- **WORK ORDER**
Exactly as given, restate each record that follows.

□ □ □ □

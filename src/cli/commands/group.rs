//! `lak group` — add, edit, list and delete groups.

use crate::cli::output;
use crate::cli::{confirm, Cli, GroupAction, Unlocked};
use crate::errors::{LakError, Result};
use crate::vault::EntryFilter;

/// Execute a `group` subcommand.
pub fn execute(cli: &Cli, action: &GroupAction) -> Result<()> {
    let vault = Unlocked::open(cli)?;

    match action {
        GroupAction::Add { name, icon } => {
            let id = vault.store.add_group(name, *icon)?;
            vault.save_if_dirty()?;
            output::success(&format!("Group #{id} '{name}' added"));
            output::tip(&format!("Run `lak add <NAME> --group {id}` to file an entry under it."));
        }

        GroupAction::Edit { id, name, icon } => {
            let current = vault
                .store
                .get_group(*id)?
                .ok_or_else(|| LakError::group_not_found(*id))?;
            let name = name.as_deref().unwrap_or(&current.name);
            vault.store.edit_group(*id, name, icon.unwrap_or(current.icon))?;
            vault.save_if_dirty()?;
            output::success(&format!("Group #{id} '{name}' updated"));
        }

        GroupAction::List => {
            let groups = vault.store.list_groups()?;
            output::print_groups_table(&groups);
        }

        GroupAction::Delete { id, force } => {
            let Some(group) = vault.store.get_group(*id)? else {
                output::info(&format!("Group #{id} does not exist; nothing to delete."));
                return Ok(());
            };
            let members = vault
                .store
                .list_entries(&EntryFilter::default().group(*id))?
                .len();

            if !force
                && !confirm(&format!(
                    "Delete group #{id} '{}'? {members} entries will become ungrouped.",
                    group.name
                ))?
            {
                output::info("Cancelled.");
                return Ok(());
            }

            vault.store.delete_group(*id)?;
            vault.save_if_dirty()?;
            output::success(&format!(
                "Deleted group #{id} '{}' ({members} entries ungrouped)",
                group.name
            ));
        }
    }

    Ok(())
}
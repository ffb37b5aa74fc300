//! `lak show` — print one entry.

use crate::cli::output;
use crate::cli::{Cli, Unlocked};
use crate::errors::{LakError, Result};
use crate::vault::EntryRow;

/// Execute the `show` command.
pub fn execute(cli: &Cli, id: i64, reveal: bool) -> Result<()> {
    let vault = Unlocked::open(cli)?;

    let entry = vault
        .store
        .get_entry(id)?
        .ok_or_else(|| LakError::entry_not_found(id))?;
    let group = match entry.group_id {
        Some(gid) => vault.store.get_group(gid)?,
        None => None,
    };

    let row = EntryRow {
        group_name: group.as_ref().map(|g| g.name.clone()),
        group_icon: group.map(|g| g.icon),
        entry,
    };
    output::print_entry(&row, reveal);

    Ok(())
}
//! `lak import` — merge CSV sections produced by `lak export`.
//!
//! Rows with an id replace the row that has it; rows without one are added.

use std::path::Path;

use crate::bridge;
use crate::cli::output;
use crate::cli::{Cli, Unlocked};
use crate::errors::{LakError, Result};

/// Execute the `import` command.
pub fn execute(cli: &Cli, source: &Path) -> Result<()> {
    if !source.exists() {
        return Err(LakError::NotFound(format!("Import file {}", source.display())));
    }

    let vault = Unlocked::open(cli)?;
    let count = bridge::restore_from_file(&vault.store, source)?;
    vault.save_if_dirty()?;

    if count == 0 {
        output::warning("No rows found in the import file.");
    } else {
        output::success(&format!("Imported {count} rows from {}", source.display()));
    }

    Ok(())
}
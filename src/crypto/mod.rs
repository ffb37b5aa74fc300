//! Cryptographic primitives for Lock and Key.
//!
//! This module provides:
//! - AES-256-GCM encryption and decryption with a detached tag (`encryption`)
//! - PBKDF2-HMAC-SHA256 password-based key derivation (`kdf`)

pub mod encryption;
pub mod kdf;

pub use encryption::{decrypt, encrypt, Sealed, NONCE_LEN, TAG_LEN};
pub use kdf::{derive_key, generate_salt, KDF_ITERATIONS, KEY_LEN, SALT_LEN};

□ □ □ □

- **TASK RESPONSE**
filename src/cli/commands/group.rs
//! `lak group` — add, edit, list and delete groups.

use crate::cli::output;
use crate::cli::{confirm, Cli, GroupAction, Unlocked};
use crate::errors::{LakError, Result};
use crate::vault::EntryFilter;

/// Execute a `group` subcommand.
pub fn execute(cli: &Cli, action: &GroupAction) -> Result<()> {
    let vault = Unlocked::open(cli)?;

    match action {
        GroupAction::Add { name, icon } => {
            let id = vault.store.add_group(name, *icon)?;
            vault.save_if_dirty()?;
            output::success(&format!("Group #{id} '{name}' added"));
            output::tip(&format!("Run `lak add <NAME> --group {id}` to file an entry under it."));
        }

        GroupAction::Edit { id, name, icon } => {
            let current = vault
                .store
                .get_group(*id)?
                .ok_or_else(|| LakError::group_not_found(*id))?;
            let name = name.as_deref().unwrap_or(&current.name);
            vault.store.edit_group(*id, name, icon.unwrap_or(current.icon))?;
            vault.save_if_dirty()?;
            output::success(&format!("Group #{id} '{name}' updated"));
        }

        GroupAction::List => {
            let groups = vault.store.list_groups()?;
            output::print_groups_table(&groups);
        }

        GroupAction::Delete { id, force } => {
            let Some(group) = vault.store.get_group(*id)? else {
                output::info(&format!("Group #{id} does not exist; nothing to delete."));
                return Ok(());
            };
            let members = vault
                .store
                .list_entries(&EntryFilter::default().group(*id))?
                .len();

            if !force
                && !confirm(&format!(
                    "Delete group #{id} '{}'? {members} entries will become ungrouped.",
                    group.name
                ))?
            {
                output::info("Cancelled.");
                return Ok(());
            }

            vault.store.delete_group(*id)?;
            vault.save_if_dirty()?;
            output::success(&format!(
                "Deleted group #{id} '{}' ({members} entries ungrouped)",
                group.name
            ));
        }
    }

    Ok(())
}
repository ffb37b5aa74fc300
//! `lak show` — print one entry.

use crate::cli::output;
use crate::cli::{Cli, Unlocked};
use crate::errors::{LakError, Result};
use crate::vault::EntryRow;

/// Execute the `show` command.
pub fn execute(cli: &Cli, id: i64, reveal: bool) -> Result<()> {
    let vault = Unlocked::open(cli)?;

    let entry = vault
        .store
        .get_entry(id)?
        .ok_or_else(|| LakError::entry_not_found(id))?;
    let group = match entry.group_id {
        Some(gid) => vault.store.get_group(gid)?,
        None => None,
    };

    let row = EntryRow {
        group_name: group.as_ref().map(|g| g.name.clone()),
        group_icon: group.map(|g| g.icon),
        entry,
    };
    output::print_entry(&row, reveal);

    Ok(())
}
//! `lak import` — merge CSV sections produced by `lak export`.
//!
//! Rows with an id replace the row that has it; rows without one are added.

use std::path::Path;

use crate::bridge;
use crate::cli::output;
use crate::cli::{Cli, Unlocked};
use crate::errors::{LakError, Result};

/// Execute the `import` command.
pub fn execute(cli: &Cli, source: &Path) -> Result<()> {
    if !source.exists() {
        return Err(LakError::NotFound(format!("Import file {}", source.display())));
    }

    let vault = Unlocked::open(cli)?;
    let count = bridge::restore_from_file(&vault.store, source)?;
    vault.save_if_dirty()?;

    if count == 0 {
        output::warning("No rows found in the import file.");
    } else {
        output::success(&format!("Imported {count} rows from {}", source.display()));
    }

    Ok(())
}
filename src/crypto/mod.rs
repository ffb37b5aa74fc300
//! Cryptographic primitives for Lock and Key.
//!
//! This module provides:
//! - AES-256-GCM encryption and decryption with a detached tag (`encryption`)
//! - PBKDF2-HMAC-SHA256 password-based key derivation (`kdf`)

pub mod encryption;
pub mod kdf;

pub use encryption::{decrypt, encrypt, Sealed, NONCE_LEN, TAG_LEN};
pub use kdf::{derive_key, generate_salt, KDF_ITERATIONS, KEY_LEN, SALT_LEN};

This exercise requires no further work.